De plus, beaucoup de clubs de niveau inférieur, qui ne bénéficient pas d’un bassin de population suffisant contournent le problème de la formation en créant actuellement des « ententes ». Avec des accords de licence bleues, les moins de 23 ans peuvent doubler le nombre de rencontres pour acquérir de l’expérience en jouant avec et contre des joueurs plus expérimentés.
Hormis les clubs de la Ligue Magnus déjà cités, il a de nombreux accords de partenariat comme par exemple Deuil-Garges, ACBB-Meudon, Evry-Viry, Garges-Français-Volants, Mulhouse-Colmar. Je pourrais en citer encore bien d’autres ! Il existe d’autres accords parfois régionaux comme le HCLR Clermont-Roanne-Lyon ou le HC74 qui regroupe Megève, Morzine, Saint-Gervais et Chamonix.
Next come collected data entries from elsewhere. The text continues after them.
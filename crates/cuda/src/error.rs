//! CUDA error types and result handling

use crate::status::DriverStatus;
use crate::version::CudaVersion;
use thiserror::Error;

/// CUDA operation errors
#[derive(Debug, Clone, PartialEq, Eq, Error)]
pub enum CudaError {
    /// Non-success status returned by a native driver call
    #[error("CUDA driver error {code} ({}): {}", status.name(), status.description())]
    Driver {
        /// Decoded status
        status: DriverStatus,
        /// Raw integer returned by the driver
        code: i32,
    },

    /// Entry point does not exist in the linked driver version
    #[error("{operation} requires CUDA {required}, built against CUDA {linked}")]
    Unsupported {
        /// Operation that was requested
        operation: &'static str,
        /// Minimum version providing the entry point
        required: CudaVersion,
        /// Version this build links against
        linked: CudaVersion,
    },

    /// Launch request the selected call sequence cannot express
    #[error("Invalid launch: {message}")]
    InvalidLaunch {
        /// Error message
        message: String,
    },

    /// Argument that cannot be marshaled to its native representation
    #[error("Invalid value for {parameter}")]
    InvalidValue {
        /// Parameter name
        parameter: String,
    },

    /// Native call requested from a build without the `cuda` feature
    #[error("{operation} needs the native driver (build with feature `cuda`)")]
    NotLinked {
        /// Operation that was requested
        operation: &'static str,
    },
}

impl CudaError {
    /// Status carried by a driver error
    pub fn status(&self) -> Option<DriverStatus> {
        match self {
            CudaError::Driver { status, .. } => Some(*status),
            _ => None,
        }
    }

    /// Whether the error was synthesized because the linked version lacks the call
    pub fn is_unsupported(&self) -> bool {
        matches!(self, CudaError::Unsupported { .. })
    }

    pub(crate) fn invalid_value(parameter: impl Into<String>) -> Self {
        CudaError::InvalidValue {
            parameter: parameter.into(),
        }
    }
}

/// Result type for CUDA operations
pub type CudaResult<T> = Result<T, CudaError>;

#[cfg(test)]
mod tests {
    use super::*;

    #[test]
    fn test_error_display() {
        let err = CudaError::Driver {
            status: DriverStatus::OutOfMemory,
            code: 2,
        };
        assert_eq!(
            err.to_string(),
            "CUDA driver error 2 (CUDA_ERROR_OUT_OF_MEMORY): out of memory"
        );

        let err = CudaError::Unsupported {
            operation: "cuLaunchKernelEx",
            required: CudaVersion::new(12, 0, 0),
            linked: CudaVersion::new(11, 8, 0),
        };
        assert_eq!(
            err.to_string(),
            "cuLaunchKernelEx requires CUDA 12.0.0, built against CUDA 11.8.0"
        );

        let err = CudaError::InvalidValue {
            parameter: "shared_memory_bytes".to_string(),
        };
        assert_eq!(err.to_string(), "Invalid value for shared_memory_bytes");
    }

    #[test]
    fn test_unknown_code_keeps_raw_value() {
        let err = CudaError::Driver {
            status: DriverStatus::Unknown,
            code: 12345,
        };
        assert!(err.to_string().starts_with("CUDA driver error 12345"));
        assert_eq!(err.status(), Some(DriverStatus::Unknown));
    }

    #[test]
    fn test_error_predicates() {
        let err = CudaError::NotLinked {
            operation: "cuLaunchKernel",
        };
        assert!(!err.is_unsupported());
        assert_eq!(err.status(), None);

        let err = CudaError::Unsupported {
            operation: "cuLaunchCooperativeKernel",
            required: CudaVersion::new(9, 0, 0),
            linked: CudaVersion::new(8, 0, 0),
        };
        assert!(err.is_unsupported());
    }

    #[test]
    fn test_error_conversion() {
        let err: Box<dyn std::error::Error + Send + Sync> = Box::new(CudaError::InvalidLaunch {
            message: "grid z".to_string(),
        });
        assert_eq!(err.to_string(), "Invalid launch: grid z");
    }
}
//! Tests for kernel attribute queries

use super::mock_driver::{Call, Cuda12, Cuda8};
use super::test_function;
use crate::launch::Launcher;
use crate::status::DriverStatus;
use crate::sys::*;

#[test]
fn test_all_attributes_on_current_driver() {
    let driver = Cuda12::new()
        .with_attribute(CU_FUNC_ATTRIBUTE_MAX_THREADS_PER_BLOCK, 1024)
        .with_attribute(CU_FUNC_ATTRIBUTE_SHARED_SIZE_BYTES, 4096)
        .with_attribute(CU_FUNC_ATTRIBUTE_NUM_REGS, 32)
        .with_attribute(CU_FUNC_ATTRIBUTE_PTX_VERSION, 80)
        .with_attribute(CU_FUNC_ATTRIBUTE_BINARY_VERSION, 86)
        .with_attribute(CU_FUNC_ATTRIBUTE_CACHE_MODE_CA, 1)
        .with_attribute(CU_FUNC_ATTRIBUTE_MAX_DYNAMIC_SHARED_SIZE_BYTES, 49152)
        .with_attribute(CU_FUNC_ATTRIBUTE_PREFERRED_SHARED_MEMORY_CARVEOUT, -1);
    let launcher = Launcher::new(driver);

    let attributes = launcher.kernel_attributes(test_function()).unwrap();
    assert_eq!(attributes.max_threads_per_block, 1024);
    assert_eq!(attributes.shared_size_bytes, 4096);
    assert_eq!(attributes.const_size_bytes, 0);
    assert_eq!(attributes.num_regs, 32);
    assert_eq!(attributes.ptx_version, 80);
    assert_eq!(attributes.binary_version, 86);
    assert!(attributes.cache_mode_ca);
    assert_eq!(attributes.max_dynamic_shared_size_bytes, Some(49152));
    assert_eq!(attributes.preferred_shared_memory_carveout, Some(-1));
    assert_eq!(launcher.driver().calls().len(), 10);
}

#[test]
fn test_newer_attributes_skipped_on_old_driver() {
    let launcher = Launcher::new(Cuda8::new().with_attribute(CU_FUNC_ATTRIBUTE_NUM_REGS, 16));

    let attributes = launcher.kernel_attributes(test_function()).unwrap();
    assert_eq!(attributes.num_regs, 16);
    assert!(attributes.max_dynamic_shared_size_bytes.is_none());
    assert!(attributes.preferred_shared_memory_carveout.is_none());

    let queried: Vec<_> = launcher
        .driver()
        .calls()
        .into_iter()
        .map(|call| match call {
            Call::FuncGetAttribute(attrib) => attrib,
            other => panic!("unexpected call {other:?}"),
        })
        .collect();
    assert_eq!(queried, (0..8).collect::<Vec<_>>());
}

#[test]
fn test_attribute_failure() {
    let launcher = Launcher::new(Cuda12::new().failing("cuFuncGetAttribute", 400));

    let err = launcher.kernel_attributes(test_function()).unwrap_err();
    assert_eq!(err.status(), Some(DriverStatus::InvalidHandle));
    assert_eq!(launcher.driver().calls().len(), 1);
}

#[test]
fn test_attributes_serialize() {
    let launcher = Launcher::new(Cuda8::new().with_attribute(CU_FUNC_ATTRIBUTE_NUM_REGS, 24));
    let attributes = launcher.kernel_attributes(test_function()).unwrap();

    let json = serde_json::to_value(attributes).unwrap();
    assert_eq!(json["num_regs"], 24);
    assert!(json["max_dynamic_shared_size_bytes"].is_null());
}
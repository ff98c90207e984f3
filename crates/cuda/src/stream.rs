//! Stream tokens consumed by launches.
//!
//! Streams are created and destroyed by the stream manager; this crate only
//! forwards the handle. `None` at a launch site means the default stream.

use crate::sys::{CUstream, CU_STREAM_LEGACY, CU_STREAM_PER_THREAD};

/// Borrowed stream handle.
///
/// Stored as an address so it can cross threads; whether the driver accepts
/// it there depends on which context is current, which callers manage.
#[derive(Debug, Clone, Copy, PartialEq, Eq, Hash)]
pub struct StreamHandle(usize);

impl StreamHandle {
    /// The default stream (null handle)
    pub const DEFAULT: StreamHandle = StreamHandle(0);

    /// Legacy default stream, synchronizing with all blocking streams
    pub const LEGACY: StreamHandle = StreamHandle(CU_STREAM_LEGACY);

    /// Per-thread default stream
    pub const PER_THREAD: StreamHandle = StreamHandle(CU_STREAM_PER_THREAD);

    /// Wrap a handle from the stream manager.
    ///
    /// # Safety
    ///
    /// `raw` must be null, one of the special handles, or a live stream of
    /// the context that is current when the handle is used.
    pub unsafe fn from_raw(raw: CUstream) -> Self {
        StreamHandle(raw as usize)
    }

    /// Raw handle
    pub fn as_raw(self) -> CUstream {
        self.0 as CUstream
    }

    /// Whether this is the null default stream
    pub fn is_default(self) -> bool {
        self.0 == 0
    }

    /// Resolve an optional stream: absent means [`StreamHandle::DEFAULT`].
    pub fn resolve(stream: Option<StreamHandle>) -> CUstream {
        stream.unwrap_or(StreamHandle::DEFAULT).as_raw()
    }
}

impl Default for StreamHandle {
    fn default() -> Self {
        StreamHandle::DEFAULT
    }
}

#[cfg(test)]
mod tests {
    use super::*;

    #[test]
    fn test_default_stream_is_null() {
        assert!(StreamHandle::resolve(None).is_null());
        assert!(StreamHandle::default().is_default());
        assert!(StreamHandle::DEFAULT.as_raw().is_null());
    }

    #[test]
    fn test_special_handles() {
        assert_eq!(StreamHandle::LEGACY.as_raw() as usize, 0x1);
        assert_eq!(StreamHandle::PER_THREAD.as_raw() as usize, 0x2);
        assert!(!StreamHandle::LEGACY.is_default());
    }

    #[test]
    fn test_raw_round_trip() {
        let raw = 0x7f00_1000usize as CUstream;
        let stream = unsafe { StreamHandle::from_raw(raw) };
        assert_eq!(stream.as_raw(), raw);
        assert_eq!(StreamHandle::resolve(Some(stream)), raw);
    }
}
impl StatusReport {
    /// Decode `raw`, keeping it alongside the status.
    pub fn from_raw(raw: CUresult) -> Self {
        Self {
            status: query(raw),
            code: raw,
        }
    }

    /// Whether the native call succeeded.
    pub fn is_success(self) -> bool {
        self.code == crate::sys::CUDA_SUCCESS
    }

    /// Convert into the fail-loudly convention without losing the raw code.
    pub fn into_result(self) -> CudaResult<()> {
        check(self.code)
    }
}

impl fmt::Display for StatusReport {
    fn fmt(&self, f: &mut fmt::Formatter<'_>) -> fmt::Result {
        write!(f, "{} ({})", self.status.name(), self.code)
    }
}

#[cfg(test)]
mod tests {
    use super::*;

    #[test]
    fn test_success_sentinel() {
        assert_eq!(DriverStatus::from_raw(0), DriverStatus::Success);
        assert!(check(0).is_ok());
        assert!(query(0).is_success());
    }

    #[test]
    fn test_allocation_failure_code() {
        assert_eq!(query(2), DriverStatus::OutOfMemory);
        assert_eq!(
            check(2),
            Err(CudaError::Driver {
                status: DriverStatus::OutOfMemory,
                code: 2
            })
        );
    }

    #[test]
    fn test_table_round_trips_codes() {
        for status in DriverStatus::ALL {
            assert_eq!(DriverStatus::from_raw(status.code()), *status);
            assert!(status.name().starts_with("CUDA_"));
            assert!(!status.description().is_empty());
        }
    }

    #[test]
    fn test_names_are_unique() {
        let mut names: Vec<_> = DriverStatus::ALL.iter().map(|s| s.name()).collect();
        names.sort_unstable();
        names.dedup();
        assert_eq!(names.len(), DriverStatus::ALL.len());
    }

    #[test]
    fn test_unknown_codes() {
        assert_eq!(query(-1), DriverStatus::Unknown);
        assert_eq!(query(42), DriverStatus::Unknown);
        match check(42) {
            Err(CudaError::Driver { status, code }) => {
                assert_eq!(status, DriverStatus::Unknown);
                assert_eq!(code, 42);
            }
            other => panic!("expected driver error, got {other:?}"),
        }
    }

    #[test]
    fn test_sticky_errors() {
        assert!(DriverStatus::IllegalAddress.is_sticky());
        assert!(DriverStatus::LaunchFailed.is_sticky());
        assert!(!DriverStatus::OutOfMemory.is_sticky());
        assert!(!DriverStatus::NotReady.is_sticky());
    }

    #[test]
    fn test_into_result_matches_check() {
        for status in DriverStatus::ALL {
            assert_eq!(status.into_result(), check(status.code()));
        }
    }

    #[test]
    fn test_report_keeps_unknown_codes_apart() {
        let unlisted = StatusReport::from_raw(4242);
        let listed = StatusReport::from_raw(999);
        assert_eq!(unlisted.status, DriverStatus::Unknown);
        assert_eq!(listed.status, DriverStatus::Unknown);
        assert_ne!(unlisted, listed);
        assert_eq!(unlisted.code, 4242);
        assert_eq!(unlisted.to_string(), "CUDA_ERROR_UNKNOWN (4242)");
        assert_eq!(
            unlisted.into_result(),
            Err(CudaError::Driver {
                status: DriverStatus::Unknown,
                code: 4242
            })
        );
        assert!(StatusReport::from_raw(0).is_success());
    }

    #[test]
    fn test_display() {
        assert_eq!(
            DriverStatus::LaunchOutOfResources.to_string(),
            "CUDA_ERROR_LAUNCH_OUT_OF_RESOURCES (701)"
        );
    }
}
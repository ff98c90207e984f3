//! Kernel argument marshaling.
//!
//! [`KernelArg`] is the tagged union of values a kernel can take. Two encoders
//! turn an ordered argument list into something the driver accepts:
//!
//! - [`PointerArray`]: every argument copied into its own heap slot, plus an
//!   array with one pointer per slot (`kernelParams` of `cuLaunchKernel`).
//! - [`PackedParams`]: all arguments packed into one buffer at their natural
//!   alignment, described to the driver by the `extra` side table.
//!
//! Both own their scratch storage; dropping the encoder releases it, so a
//! launch that fails half way leaks nothing.

use crate::error::{CudaError, CudaResult};
use crate::sys::{
    CUdeviceptr, CU_LAUNCH_PARAM_BUFFER_POINTER, CU_LAUNCH_PARAM_BUFFER_SIZE, CU_LAUNCH_PARAM_END,
};
use bytemuck::{Pod, Zeroable};
use std::ffi::c_void;
use std::marker::PhantomData;
use tracing::debug;

/// Largest alignment a kernel parameter can declare (`float4`, `double2`).
pub const MAX_ARG_ALIGN: usize = 16;

/// Arbitrary fixed-size value passed by bytes.
#[derive(Debug, Clone, PartialEq, Eq)]
pub struct ArgValue {
    bytes: Vec<u8>,
    align: usize,
}

impl ArgValue {
    /// Raw byte image with an explicit alignment.
    pub fn from_bytes(bytes: &[u8], align: usize) -> CudaResult<Self> {
        if bytes.is_empty() {
            return Err(CudaError::invalid_value("kernel argument size"));
        }
        if !align.is_power_of_two() || align > MAX_ARG_ALIGN {
            return Err(CudaError::invalid_value("kernel argument alignment"));
        }
        Ok(Self {
            bytes: bytes.to_vec(),
            align,
        })
    }

    /// Byte image of a plain-old-data value, aligned like `T`.
    pub fn of<T: Pod>(value: &T) -> CudaResult<Self> {
        Self::from_bytes(bytemuck::bytes_of(value), std::mem::align_of::<T>())
    }

    /// Native bytes
    pub fn bytes(&self) -> &[u8] {
        &self.bytes
    }

    /// Size in bytes
    pub fn size(&self) -> usize {
        self.bytes.len()
    }

    /// Declared alignment
    pub fn align(&self) -> usize {
        self.align
    }
}

/// One kernel argument.
///
/// The order of a `&[KernelArg]` is the order of the kernel's parameters.
/// Nothing here can check it against the compiled signature; a mismatch is a
/// silent fault on the device.
#[derive(Debug, Clone, PartialEq)]
pub enum KernelArg {
    /// 32-bit signed integer (`int`)
    Int(i32),
    /// Single precision float (`float`)
    Float(f32),
    /// Any other fixed-size value, including device pointers and structs
    Value(ArgValue),
}

impl KernelArg {
    /// Argument from a plain-old-data value.
    pub fn value<T: Pod>(value: &T) -> CudaResult<Self> {
        ArgValue::of(value).map(KernelArg::Value)
    }

    /// Device pointer argument.
    pub fn device_ptr(ptr: CUdeviceptr) -> Self {
        KernelArg::Value(ArgValue {
            bytes: ptr.to_ne_bytes().to_vec(),
            align: std::mem::align_of::<CUdeviceptr>(),
        })
    }

    /// Size in bytes of the native representation
    pub fn size(&self) -> usize {
        match self {
            KernelArg::Int(_) => std::mem::size_of::<i32>(),
            KernelArg::Float(_) => std::mem::size_of::<f32>(),
            KernelArg::Value(value) => value.size(),
        }
    }

    /// Alignment of the native representation
    pub fn align(&self) -> usize {
        match self {
            KernelArg::Int(_) => std::mem::align_of::<i32>(),
            KernelArg::Float(_) => std::mem::align_of::<f32>(),
            KernelArg::Value(value) => value.align(),
        }
    }

    /// Copy the native bytes into `out`, which must be exactly `size()` long.
    fn write_to(&self, out: &mut [u8]) {
        match self {
            KernelArg::Int(v) => out.copy_from_slice(&v.to_ne_bytes()),
            KernelArg::Float(v) => out.copy_from_slice(&v.to_ne_bytes()),
            KernelArg::Value(value) => out.copy_from_slice(value.bytes()),
        }
    }
}

impl From<i32> for KernelArg {
    fn from(value: i32) -> Self {
        KernelArg::Int(value)
    }
}

impl From<f32> for KernelArg {
    fn from(value: f32) -> Self {
        KernelArg::Float(value)
    }
}

/// 16-byte aligned storage unit.
#[repr(C, align(16))]
#[derive(Clone, Copy)]
struct Chunk([u8; MAX_ARG_ALIGN]);

// SAFETY: a byte array with no padding; every bit pattern is valid.
unsafe impl Zeroable for Chunk {}
unsafe impl Pod for Chunk {}

/// Zeroed heap storage of at least `len` bytes, aligned to [`MAX_ARG_ALIGN`].
struct AlignedBytes {
    chunks: Box<[Chunk]>,
    len: usize,
}

impl AlignedBytes {
    fn zeroed(len: usize) -> Self {
        let count = len.div_ceil(MAX_ARG_ALIGN);
        Self {
            chunks: vec![Chunk::zeroed(); count].into_boxed_slice(),
            len,
        }
    }

    fn as_slice(&self) -> &[u8] {
        &bytemuck::cast_slice::<Chunk, u8>(&self.chunks)[..self.len]
    }

    fn as_mut_slice(&mut self) -> &mut [u8] {
        &mut bytemuck::cast_slice_mut::<Chunk, u8>(&mut self.chunks)[..self.len]
    }

    fn as_mut_ptr(&mut self) -> *mut c_void {
        self.chunks.as_mut_ptr().cast()
    }
}

fn align_up(offset: usize, align: usize) -> usize {
    (offset + align - 1) & !(align - 1)
}

/// Arguments as an array of pointers, one per argument.
pub struct PointerArray {
    slots: Vec<AlignedBytes>,
    pointers: Vec<*mut c_void>,
}

impl PointerArray {
    /// Copy every argument into its own slot.
    pub fn encode(args: &[KernelArg]) -> Self {
        let mut slots: Vec<AlignedBytes> = args
            .iter()
            .map(|arg| {
                let mut slot = AlignedBytes::zeroed(arg.size());
                arg.write_to(slot.as_mut_slice());
                slot
            })
            .collect();
        let pointers = slots.iter_mut().map(AlignedBytes::as_mut_ptr).collect();
        debug!(count = args.len(), "encoded kernel arguments as pointer array");
        Self { slots, pointers }
    }

    /// Number of arguments
    pub fn len(&self) -> usize {
        self.pointers.len()
    }

    /// Whether there are no arguments
    pub fn is_empty(&self) -> bool {
        self.pointers.is_empty()
    }

    /// Bytes of the `index`-th argument
    pub fn arg_bytes(&self, index: usize) -> Option<&[u8]> {
        self.slots.get(index).map(AlignedBytes::as_slice)
    }

    /// The pointer array itself
    pub fn pointers(&self) -> &[*mut c_void] {
        &self.pointers
    }

    /// `kernelParams` for the driver. Never null, even without arguments.
    pub fn as_kernel_params(&mut self) -> *mut *mut c_void {
        self.pointers.as_mut_ptr()
    }
}

/// Arguments packed into one contiguous buffer.
pub struct PackedParams {
    buffer: AlignedBytes,
    offsets: Vec<usize>,
    sizes: Vec<usize>,
    size: usize,
}

impl PackedParams {
    /// Pack `args`, each at the next offset aligned to its own alignment.
    pub fn encode(args: &[KernelArg]) -> CudaResult<Self> {
        let mut offsets = Vec::with_capacity(args.len());
        let sizes: Vec<usize> = args.iter().map(KernelArg::size).collect();
        let mut size = 0usize;
        for (arg, arg_size) in args.iter().zip(&sizes) {
            let offset = align_up(size, arg.align());
            offsets.push(offset);
            size = offset + arg_size;
        }

        if u32::try_from(size).is_err() {
            return Err(CudaError::invalid_value("kernel argument buffer size"));
        }
        if offsets.last().is_some_and(|o| i32::try_from(*o).is_err()) {
            return Err(CudaError::invalid_value("kernel argument offset"));
        }

        let mut buffer = AlignedBytes::zeroed(size);
        let bytes = buffer.as_mut_slice();
        for ((arg, offset), len) in args.iter().zip(&offsets).zip(&sizes) {
            arg.write_to(&mut bytes[*offset..*offset + len]);
        }

        debug!(count = args.len(), size, "packed kernel arguments");
        Ok(Self {
            buffer,
            offsets,
            sizes,
            size,
        })
    }

    /// Total buffer size in bytes
    pub fn size(&self) -> usize {
        self.size
    }

    /// Offset of each argument within the buffer
    pub fn offsets(&self) -> &[usize] {
        &self.offsets
    }

    /// The packed bytes
    pub fn bytes(&self) -> &[u8] {
        self.buffer.as_slice()
    }

    /// Bytes of the `index`-th argument
    pub fn arg_bytes(&self, index: usize) -> Option<&[u8]> {
        let start = *self.offsets.get(index)?;
        let len = self.sizes[index];
        Some(&self.bytes()[start..start + len])
    }

    /// Sentinel-terminated `extra` table pointing at this buffer.
    pub fn extra(&mut self) -> ExtraArgs<'_> {
        let size_ptr: *mut usize = &mut self.size;
        ExtraArgs {
            slots: [
                CU_LAUNCH_PARAM_BUFFER_POINTER as *mut c_void,
                self.buffer.as_mut_ptr(),
                CU_LAUNCH_PARAM_BUFFER_SIZE as *mut c_void,
                size_ptr.cast(),
                CU_LAUNCH_PARAM_END as *mut c_void,
            ],
            _buffer: PhantomData,
        }
    }
}

/// The `extra` argument of `cuLaunchKernel`, borrowing its [`PackedParams`].
pub struct ExtraArgs<'a> {
    slots: [*mut c_void; 5],
    _buffer: PhantomData<&'a mut PackedParams>,
}

impl ExtraArgs<'_> {
    /// Raw table entries
    pub fn slots(&self) -> &[*mut c_void; 5] {
        &self.slots
    }

    /// Pointer handed to the driver
    pub fn as_mut_ptr(&mut self) -> *mut *mut c_void {
        self.slots.as_mut_ptr()
    }
}
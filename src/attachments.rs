//! Photo evidence storage.
//!
//! Uploaded bytes are written verbatim — no re-encoding, no image validation
//! — into the photos directory under a name derived from the item id and the
//! capture timestamp. The manager hands back the stored path and does not
//! track which item currently owns it; linking is the session's job.

use std::path::{Path, PathBuf};

use chrono::Local;
use thiserror::Error;

use crate::models::Attachment;

#[derive(Error, Debug)]
pub enum StorageError {
    #[error("Photo storage I/O error: {0}")]
    Io(#[from] std::io::Error),
}

pub struct AttachmentManager {
    root: PathBuf,
}

impl AttachmentManager {
    pub fn new(root: PathBuf) -> Self {
        Self { root }
    }

    pub fn root(&self) -> &Path {
        &self.root
    }

    /// Store one uploaded file for a checklist item.
    ///
    /// Filename: `<item_id>_<YYYYmmdd_HHMMSS><ext>`, extension inferred from
    /// the original filename. Second-precision timestamps mean two uploads
    /// for the same item in the same second land on the same name; the
    /// manager does not version — the latest call is authoritative. A
    /// superseded upload's file stays on disk.
    pub fn store(
        &self,
        item_id: &str,
        bytes: &[u8],
        original_name: &str,
    ) -> Result<Attachment, StorageError> {
        let captured_at = Local::now();
        let stamp = captured_at.format("%Y%m%d_%H%M%S");
        let ext = Path::new(original_name)
            .extension()
            .and_then(|e| e.to_str())
            .map(|e| format!(".{e}"))
            .unwrap_or_default();

        std::fs::create_dir_all(&self.root)?;

        let stored_path = self.root.join(format!("{item_id}_{stamp}{ext}"));
        std::fs::write(&stored_path, bytes)?;

        tracing::debug!(
            item_id,
            path = %stored_path.display(),
            size = bytes.len(),
            "Photo stored"
        );

        Ok(Attachment {
            item_id: item_id.to_string(),
            stored_path,
            captured_at: captured_at.naive_local(),
        })
    }
}

#[cfg(test)]
mod tests {
    use super::*;

    fn manager() -> (tempfile::TempDir, AttachmentManager) {
        let dir = tempfile::tempdir().unwrap();
        let manager = AttachmentManager::new(dir.path().join("photos"));
        (dir, manager)
    }

    #[test]
    fn store_writes_bytes_verbatim() {
        let (_dir, manager) = manager();
        let payload = b"\xFF\xD8\xFFfake jpeg payload";

        let attachment = manager.store("item_3", payload, "evidence.jpg").unwrap();

        let written = std::fs::read(&attachment.stored_path).unwrap();
        assert_eq!(written, payload);
    }

    #[test]
    fn filename_carries_item_id_and_extension() {
        let (_dir, manager) = manager();
        let attachment = manager.store("item_7", b"png bytes", "photo.png").unwrap();

        let name = attachment
            .stored_path
            .file_name()
            .unwrap()
            .to_string_lossy()
            .into_owned();
        assert!(name.starts_with("item_7_"));
        assert!(name.ends_with(".png"));
        assert_eq!(attachment.item_id, "item_7");
    }

    #[test]
    fn missing_extension_is_tolerated() {
        let (_dir, manager) = manager();
        let attachment = manager.store("item_1", b"bytes", "camera-upload").unwrap();

        let name = attachment
            .stored_path
            .file_name()
            .unwrap()
            .to_string_lossy()
            .into_owned();
        assert!(name.starts_with("item_1_"));
        assert!(!name.contains('.'));
    }

    #[test]
    fn storage_area_created_on_first_use() {
        let (_dir, manager) = manager();
        assert!(!manager.root().exists());

        manager.store("item_1", b"bytes", "a.jpg").unwrap();
        assert!(manager.root().is_dir());
    }

    #[test]
    fn repeated_uploads_do_not_remove_prior_files() {
        let (_dir, manager) = manager();
        let first = manager.store("item_1", b"first", "a.jpg").unwrap();
        let second = manager.store("item_1", b"second", "b.jpg").unwrap();

        // Both files remain on disk whether or not the names collided.
        assert!(second.stored_path.exists());
        assert!(first.stored_path.exists());
    }

    #[test]
    fn unwritable_root_fails_with_io_error() {
        let dir = tempfile::tempdir().unwrap();
        // A file where the storage directory should be forces create_dir_all
        // to fail.
        let blocked = dir.path().join("photos");
        std::fs::write(&blocked, b"in the way").unwrap();

        let manager = AttachmentManager::new(blocked);
        let err = manager.store("item_1", b"bytes", "a.jpg").unwrap_err();
        assert!(matches!(err, StorageError::Io(_)));
    }
}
Autre exemple parmi tant d’autres : la triple entente en U17 qui regroupe les clubs de Nantes, La Roche-sur-Yon et Châtellerault pour pouvoir composer une seule équipe ! Mais ces regroupements, certes pragmatiques et bien utiles pour pouvoir s’inscrire dans nos divers championnats, ne fait que mettre en réalité « la poussière sous le tapis » afin de compenser le problème de la
formation locale.
Après ce constat édifiant sur la formation dans nos clubs, je ne jette surtout pas la pierre aux dirigeants concernés car ils font ce qu’ils peuvent. Mais il ne faut pas chercher plus loin la principale cause de la faiblesse du hockey sur glace français par rapport aux autres pays européens. Si des nations comme la Suisse, l’Allemagne ou les pays de l’est de l’Europe sont beaucoup plus forts que nous, c’est parce qu’ils ont d’abord une culture et une tradition de hockey sur glace beaucoup plus importantes mais aussi un vivier local
beaucoup mieux exploité.
En mettant une priorité absolue à la formation dans chaque club, ils ne sont pas obligés, comme en France, de se contorsionner et faire le grand écart pour mutualiser leurs efforts. Contrairement au dicton qui dit que « L’union fait la force » former des joueurs par procuration en multipliant à l’infini les ententes pour avoir des effectifs suffisants est, à mon avis, une solution de facilité qui ne fait que
prolonger le handicap dont souffre le hockey sur glace français.